LOCAL motor fuel prices will jump by up to almost 10 percent today as the government raises prices for the second time in one month to track higher crude oil rates.

In Shanghai, the top retail price for 93-octane gasoline - the most popular choice - climbs to 5.99 yuan (87 US cents) per liter from 5.51 yuan, and that for zero-grade diesel will be 5.73 yuan a liter, against 5.22 yuan before the increase.

Petrol stations can set pump rates below the ceiling prices, which vary in provinces based on benchmarks set by the National Development and Reform Commission, China's top economic planner and fuel prices regulator.

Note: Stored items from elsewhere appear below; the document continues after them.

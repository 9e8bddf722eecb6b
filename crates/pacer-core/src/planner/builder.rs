//! Builds the canonical [`Plan`] from a profile and a plan configuration.

use jiff::{civil::Date, ToSpan};
use log::{debug, info, warn};

use super::{adjust::DurationAdjuster, template::PlanTemplate};
use crate::{
    error::{PacerError, Result},
    i18n::{Localizer, TextKey, TIP_COUNT},
    models::{
        config::{weekday_name, weekday_offset},
        Language, Plan, PlanConfig, Profile, SessionPlan, WeekPlan, WeekdayOffset,
    },
};

/// Deterministic plan builder.
///
/// Holds only the text tables; every input that shapes the schedule is passed
/// to [`PlanBuilder::build`], so equal inputs always give equal plans.
#[derive(Debug, Clone)]
pub struct PlanBuilder {
    localizer: Localizer,
}

impl PlanBuilder {
    /// Creates a builder that resolves text through `localizer`.
    pub fn new(localizer: Localizer) -> Self {
        Self { localizer }
    }

    pub fn localizer(&self) -> &Localizer {
        &self.localizer
    }

    /// Builds the full schedule.
    ///
    /// # Errors
    ///
    /// Returns `PacerError::InvalidProfile` or `PacerError::InvalidConfig`
    /// when validation fails, and `PacerError::MissingTranslation` when the
    /// profile language has no text for a required key. No partial plan is
    /// ever returned.
    pub fn build(&self, profile: &Profile, config: &PlanConfig) -> Result<Plan> {
        profile.validate()?;
        config.validate()?;

        let language = profile.language;
        let labels = self.localizer.labels(language)?;
        let slots = config.weekly_slots();
        let text = SessionText::new(&self.localizer, language, &slots);
        let adjuster = DurationAdjuster::new(config.min_session_secs);
        let anchor = first_monday(profile.start_date, &slots)?;

        let mut weeks = Vec::with_capacity(config.weeks as usize);
        for week in 1..=config.weeks {
            let monday = shift(anchor, i64::from(week - 1) * 7)?;
            let template = PlanTemplate::for_week(week);
            let mut sessions = Vec::with_capacity(slots.len());

            for (day, &(offset, rest_day)) in (1u32..).zip(slots.iter()) {
                let date = shift(monday, i64::from(offset))?;
                if date < profile.start_date {
                    warn!(
                        "Skipping week {week} {} slot dated {date}, before the start date {}",
                        weekday_name(offset),
                        profile.start_date
                    );
                    continue;
                }

                let session = if rest_day {
                    SessionPlan {
                        week,
                        day,
                        date,
                        start_time: profile.session_time,
                        nominal_seconds: 0,
                        adjusted_seconds: 0,
                        intervals: Vec::new(),
                        rest_day: true,
                        tip: text.tip(week, day)?,
                        instruction: text.instruction(week, true)?,
                        note: text.note(false)?,
                    }
                } else {
                    let nominal_seconds = template.nominal_seconds();
                    let adjusted_seconds = adjuster.adjust(nominal_seconds, profile);
                    SessionPlan {
                        week,
                        day,
                        date,
                        start_time: profile.session_time,
                        nominal_seconds,
                        adjusted_seconds,
                        intervals: template.intervals(),
                        rest_day: false,
                        tip: text.tip(week, day)?,
                        instruction: text.instruction(week, false)?,
                        note: text.note(adjusted_seconds < nominal_seconds)?,
                    }
                };
                debug!(
                    "Week {week} day {day}: {date} rest={rest_day} adjusted={}s",
                    session.adjusted_seconds
                );
                sessions.push(session);
            }
            weeks.push(WeekPlan { week, sessions });
        }

        let plan = Plan {
            profile: profile.clone(),
            config: config.clone(),
            labels,
            weeks,
        };
        info!(
            "Built {}-week plan in '{language}' with {} sessions ({} training)",
            config.weeks,
            plan.total_sessions(),
            plan.training_sessions().count()
        );
        Ok(plan)
    }

    /// Re-renders every localized string of `plan` in `language`.
    ///
    /// Dates, durations and interval structures are copied unchanged.
    ///
    /// # Errors
    ///
    /// Returns `PacerError::MissingTranslation` when `language` lacks a
    /// required key and no fallback is configured.
    pub fn relocalize(&self, plan: &Plan, language: Language) -> Result<Plan> {
        plan.relocalize(&self.localizer, language)
    }
}

impl Default for PlanBuilder {
    fn default() -> Self {
        Self::new(Localizer::builtin())
    }
}

/// Resolves the per-session text of one plan.
pub(super) struct SessionText<'a> {
    localizer: &'a Localizer,
    language: Language,
    slot_count: u32,
}

impl<'a> SessionText<'a> {
    pub(super) fn new(
        localizer: &'a Localizer,
        language: Language,
        slots: &[(WeekdayOffset, bool)],
    ) -> Self {
        Self {
            localizer,
            language,
            slot_count: u32::try_from(slots.len()).unwrap_or(u32::MAX),
        }
    }

    fn text(&self, key: TextKey) -> Result<String> {
        self.localizer
            .text(key, self.language)
            .map(str::to_string)
    }

    /// Rotating tip: sessions cycle through the tips in schedule order.
    pub(super) fn tip(&self, week: u32, day: u32) -> Result<String> {
        let position = (week - 1)
            .saturating_mul(self.slot_count)
            .saturating_add(day - 1);
        self.text(TextKey::Tip(position % TIP_COUNT + 1))
    }

    pub(super) fn instruction(&self, week: u32, rest_day: bool) -> Result<String> {
        if rest_day {
            self.text(TextKey::RestInstruction)
        } else {
            self.text(TextKey::Instruction(PlanTemplate::for_week(week).week))
        }
    }

    pub(super) fn note(&self, reduced: bool) -> Result<String> {
        let hydration = self.text(TextKey::HydrationNote)?;
        if reduced {
            Ok(format!("{hydration} {}", self.text(TextKey::ReducedNote)?))
        } else {
            Ok(hydration)
        }
    }
}

fn shift(date: Date, days: i64) -> Result<Date> {
    date.checked_add(days.days()).map_err(|e| {
        PacerError::invalid_profile("start_date")
            .with_reason(format!("schedule leaves the supported calendar range: {e}"))
    })
}

/// Monday of the first plan week.
///
/// Normally the Monday of the start date's week; when every slot of that week
/// falls before the start date the plan begins the following Monday instead,
/// so week 1 is never empty.
fn first_monday(start: Date, slots: &[(WeekdayOffset, bool)]) -> Result<Date> {
    let start_offset = weekday_offset(start.weekday());
    let monday = shift(start, -i64::from(start_offset))?;
    if slots.iter().any(|(offset, _)| *offset >= start_offset) {
        Ok(monday)
    } else {
        info!("No slot left in the week of {start}; plan begins the following Monday");
        shift(monday, 7)
    }
}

The NDRC last night announced an increase of 600 yuan a ton for gasoline and diesel, or a 9 percent to 10 percent rise. It last raised motor fuel prices on June 1, by 400 yuan per ton, or 6 percent to 7 percent.

The NDRC also told state oil firms yesterday to raise ex-factory prices for jet fuel by almost 26 percent effective today, following a 13 percent rise in May.

The increases would lift refining margins of refiners Sinopec Corp and PetroChina Co, but add costs for airlines.

Liao Kaishun, an analyst at consulting firm CBI China, said the motor fuel price increase is in line with market expectations of a rise of 500 yuan to 600 yuan.

"But this could stifle fuel demand, as well as have an impact on the ongoing economic recovery," Liao said. "The NDRC may have no other choice but to raise prices if it wants to seriously enforce pricing reforms of domestic refined oil."

China implemented a new pricing mechanism last December, as it eased controls on retail fuel prices to match them more closely with global rates.

Under the new pricing mechanism, China can alter fuel prices when crude prices change by more than 4 percent over 22 consecutive working days. Fuel prices are linked to a basket of international crude oil prices.

The government can still impose a price freeze if crude soars too high and adopt fiscal and financial policies to ensure output and supply.

New York crude rose above US$70 a barrel yesterday, versus about US$66 at the end of May.